Losing him has been the biggest wake-up call for me. In his last days, I learned many things; he wanted to travel, retire (he was 65), spend more time with mum and his children (we all live in different countries). His passing has made me realize that LIFE IS TOO SHORT and enough with the excuses.

After being back from his funeral, I hired two coaches so I could start to serve more deeply and do what I am here to do in this lifetime which is to empower 5 million women to be seen and heard and to protect the planet and its inhabitants (around the same time as the Australian Bushfires). This is what motivates me, this is why I show up, and this is why I do everything I do.
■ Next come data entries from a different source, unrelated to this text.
//! Static-info comparison prompt

use crate::error::Result;
use quote_prompt::{Language, PromptBuilder};
use serde::{Deserialize, Serialize};
use serde_json::Value;

const TITLE_ZH: &str = "你是一名金融分析AI，请对以下股票标的基础数据进行结构化分析与比较。";
const TITLE_EN: &str = "You are a financial analysis AI. Analyse and compare the following securities' reference data in a structured way.";

const TASKS_ZH: &[&str] = &[
    "将以上数据转换为表格形式（每行一只标的）；",
    "计算以下指标：股息收益率 = dividend / bps；EPS增长率 = (eps_ttm - eps) / eps（若 eps=0 则置为null）；",
    "统计并比较：① 股息收益率最高的前3家公司；② EPS_TTM 最高的前3家公司；",
    "按 currency 分组对比平均 eps_ttm、bps、dividend；",
    "检测异常：如 dividend > eps_ttm、eps_ttm < 0、或缺失关键字段；在结果表格中以“⚠️”标注；",
    "以 Markdown 表格输出列：symbol/name_cn/currency/eps_ttm/bps/dividend/股息收益率/EPS增长率/ local_time / utc_time；",
];

const TASKS_EN: &[&str] = &[
    "Convert the data above into a table (one security per row);",
    "Compute: dividend yield = dividend / bps; EPS growth = (eps_ttm - eps) / eps (null when eps = 0);",
    "Rank and compare: (1) top 3 by dividend yield; (2) top 3 by EPS_TTM;",
    "Group by currency and compare average eps_ttm, bps and dividend;",
    "Flag anomalies such as dividend > eps_ttm, eps_ttm < 0 or missing key fields with \"⚠️\" in the table;",
    "Output a Markdown table with columns: symbol/name_cn/currency/eps_ttm/bps/dividend/dividend yield/EPS growth/local_time/utc_time;",
];

const EXTRA_ZH: &str = "结尾给出中文总结，说明整体财务特征、差异与显著异常。";
const EXTRA_EN: &str = "Finish with a summary of the overall financial profile, differences and notable anomalies.";

/// Section headings: input data, tasks, extra requirements
fn headings(language: Language) -> [&'static str; 3] {
    match language {
        Language::Chinese => ["输入数据", "分析任务", "额外要求"],
        Language::English => ["Input Data", "Analysis Tasks", "Additional Requirements"],
    }
}

fn summary_hint(language: Language, words: usize) -> String {
    match language {
        Language::Chinese => format!("中文总结请控制在约{words}字。"),
        Language::English => format!("Keep the summary to about {words} words."),
    }
}

/// Knobs for [`static_info_prompt`]
///
/// Empty `tasks` or `extra_requirements` fall back to the built-in lists for
/// the chosen language.
#[derive(Debug, Clone, PartialEq, Serialize, Deserialize)]
pub struct AnalysisPromptOptions {
    pub title: Option<String>,
    pub tasks: Vec<String>,
    pub extra_requirements: Vec<String>,
    pub summary_words: usize,
    pub language: Language,
}

impl Default for AnalysisPromptOptions {
    fn default() -> Self {
        Self {
            title: None,
            tasks: Vec::new(),
            extra_requirements: Vec::new(),
            summary_words: 200,
            language: Language::Chinese,
        }
    }
}

impl AnalysisPromptOptions {
    pub fn with_language(mut self, language: Language) -> Self {
        self.language = language;
        self
    }

    pub fn with_title(mut self, title: impl Into<String>) -> Self {
        self.title = Some(title.into());
        self
    }

    pub fn with_tasks<I, S>(mut self, tasks: I) -> Self
    where
        I: IntoIterator<Item = S>,
        S: Into<String>,
    {
        self.tasks = tasks.into_iter().map(Into::into).collect();
        self
    }

    pub fn with_extra_requirements<I, S>(mut self, extra: I) -> Self
    where
        I: IntoIterator<Item = S>,
        S: Into<String>,
    {
        self.extra_requirements = extra.into_iter().map(Into::into).collect();
        self
    }

    pub fn with_summary_words(mut self, words: usize) -> Self {
        self.summary_words = words;
        self
    }

    fn title(&self) -> &str {
        self.title.as_deref().unwrap_or(match self.language {
            Language::Chinese => TITLE_ZH,
            Language::English => TITLE_EN,
        })
    }

    fn tasks(&self) -> Vec<String> {
        if !self.tasks.is_empty() {
            return self.tasks.clone();
        }
        let defaults = match self.language {
            Language::Chinese => TASKS_ZH,
            Language::English => TASKS_EN,
        };
        defaults.iter().map(ToString::to_string).collect()
    }

    /// Extra requirements with the summary-length hint appended when absent
    fn extra_requirements(&self) -> Vec<String> {
        let mut extra = if self.extra_requirements.is_empty() {
            vec![
                match self.language {
                    Language::Chinese => EXTRA_ZH,
                    Language::English => EXTRA_EN,
                }
                .to_string(),
            ]
        } else {
            self.extra_requirements.clone()
        };
        let hint = summary_hint(self.language, self.summary_words);
        if !extra.iter().any(|req| req.contains(&hint)) {
            extra.push(hint);
        }
        extra
    }
}

/// Build the comparison prompt for a batch of enriched records
///
/// Records are embedded as pretty-printed JSON with non-ASCII text kept
/// as-is. The prompt ends with a newline.
pub fn static_info_prompt(records: &[Value], options: &AnalysisPromptOptions) -> Result<String> {
    let data = serde_json::to_string_pretty(records)?;
    let [input, tasks, extra] = headings(options.language);

    let prompt = PromptBuilder::new()
        .line(options.title())
        .blank_line()
        .heading(input)
        .line(data)
        .blank_line()
        .heading(tasks)
        .keycap_list(options.tasks())
        .blank_line()
        .heading(extra)
        .bullets(options.extra_requirements())
        .build();

    Ok(prompt + "\n")
}

#[cfg(test)]
mod tests {
    use super::*;
    use serde_json::json;

    #[test]
    fn test_default_chinese_prompt() {
        let records = vec![json!({"标的代码": "700.HK", "每股盈利": 3.6})];
        let prompt = static_info_prompt(&records, &AnalysisPromptOptions::default()).unwrap();

        assert!(prompt.starts_with(&format!("{TITLE_ZH}\n\n【输入数据】\n[\n  {{\n")));
        assert!(prompt.contains("\"标的代码\": \"700.HK\""));
        assert!(prompt.contains("\n\n【分析任务】\n1️⃣ 将以上数据转换为表格形式"));
        assert!(prompt.contains("6️⃣ 以 Markdown 表格输出列"));
        assert!(prompt.ends_with(&format!(
            "【额外要求】\n- {EXTRA_ZH}\n- 中文总结请控制在约200字。\n"
        )));
    }

    #[test]
    fn test_custom_options() {
        let options = AnalysisPromptOptions::default()
            .with_title("Custom title")
            .with_tasks(["only task"])
            .with_extra_requirements(["be brief"])
            .with_summary_words(50);
        let prompt = static_info_prompt(&[], &options).unwrap();

        assert_eq!(
            prompt,
            "Custom title\n\n【输入数据】\n[]\n\n【分析任务】\n1️⃣ only task\n\n【额外要求】\n- be brief\n- 中文总结请控制在约50字。\n"
        );
    }

    #[test]
    fn test_summary_hint_not_duplicated() {
        let options = AnalysisPromptOptions::default()
            .with_extra_requirements(["总结：中文总结请控制在约200字。"]);
        let prompt = static_info_prompt(&[], &options).unwrap();
        assert_eq!(prompt.matches("中文总结请控制在约200字。").count(), 1);
    }

    #[test]
    fn test_english_prompt() {
        let options = AnalysisPromptOptions::default().with_language(Language::English);
        let prompt = static_info_prompt(&[json!({"symbol": "AAPL.US"})], &options).unwrap();

        assert!(prompt.starts_with(TITLE_EN));
        assert!(prompt.contains("【Input Data】"));
        assert!(prompt.contains("1️⃣ Convert the data above"));
        assert!(prompt.ends_with("- Keep the summary to about 200 words.\n"));
    }
}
Getting this clarity for me has been priceless and being able to serve and support other women on their journey a blessing.
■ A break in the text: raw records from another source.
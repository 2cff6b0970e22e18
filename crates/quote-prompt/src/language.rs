//! Output language for prompts

use serde::{Deserialize, Serialize};
use std::fmt;
use std::str::FromStr;

/// Language a prompt is rendered in
///
/// Chinese is the default: the label table and the analysis instructions
/// were written for a Chinese-reading audience.
///
/// ```
/// use quote_prompt::Language;
///
/// assert_eq!("zh-CN".parse::<Language>().unwrap(), Language::Chinese);
/// assert_eq!(Language::English.code(), "en");
/// ```
#[derive(Debug, Clone, Copy, PartialEq, Eq, Hash, Serialize, Deserialize, Default)]
#[serde(rename_all = "lowercase")]
pub enum Language {
    /// Simplified Chinese
    #[default]
    Chinese,
    /// English
    English,
}

impl Language {
    /// ISO 639-1 code
    pub fn code(&self) -> &'static str {
        match self {
            Language::Chinese => "zh",
            Language::English => "en",
        }
    }

    /// Every supported language, default first
    pub fn all() -> [Language; 2] {
        [Language::Chinese, Language::English]
    }
}

impl FromStr for Language {
    type Err = String;

    fn from_str(s: &str) -> Result<Self, Self::Err> {
        match s.trim().to_lowercase().as_str() {
            "zh" | "cn" | "chinese" | "中文" | "zh-cn" | "zh-hans" => Ok(Language::Chinese),
            "en" | "english" | "en-us" | "en-gb" => Ok(Language::English),
            other => Err(format!("unsupported language '{other}' (expected zh or en)")),
        }
    }
}

impl fmt::Display for Language {
    fn fmt(&self, f: &mut fmt::Formatter<'_>) -> fmt::Result {
        f.write_str(self.code())
    }
}

#[cfg(test)]
mod tests {
    use super::*;

    #[test]
    fn test_parse() {
        assert_eq!("en".parse::<Language>().unwrap(), Language::English);
        assert_eq!("English".parse::<Language>().unwrap(), Language::English);
        assert_eq!("中文".parse::<Language>().unwrap(), Language::Chinese);
        assert!("ja".parse::<Language>().is_err());
    }

    #[test]
    fn test_default_is_chinese() {
        assert_eq!(Language::default(), Language::Chinese);
        assert_eq!(Language::all()[0], Language::Chinese);
    }

    #[test]
    fn test_display() {
        assert_eq!(Language::Chinese.to_string(), "zh");
    }
}
//! Shared utilities for quote-brief
//!
//! This crate provides common functionality used across the workspace:
//! tracing setup and the small amount of process-wide configuration the
//! binary needs before anything else is constructed.

pub mod config;
pub mod logging;

pub use config::AppConfig;
pub use logging::{init_tracing, init_tracing_with};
PS My grandmother passed away on 7 May 2020 (she was the last grandparent alive for many years and was a pillar of strength for me and my family). She was a strong woman who lived through hardship and poverty and raised seven children. She was one of the strongest women I knew and her passing has made me even more determined in my mission to serve, empower, and show up for women who know there is more to life and want to live a full, happy, and healthy life which is their birthright.


Q: What is something valuable you’d like others to know?

A: Happiness is not something you seek; it is something you feel. It is available to you whenever and wherever you choose whilst being you.



Q: What does feminism mean to you?

A: Feminism to me is being who you are and showing up in your wholeness, fullness, and being-ness. It is about embracing all parts of yourself; the feminine and masculine while being AUTHENTIC to who you are at the very core of your being. It is about embracing and living in alignment with your divine truth with ease grace and flow.



Thank you for reading!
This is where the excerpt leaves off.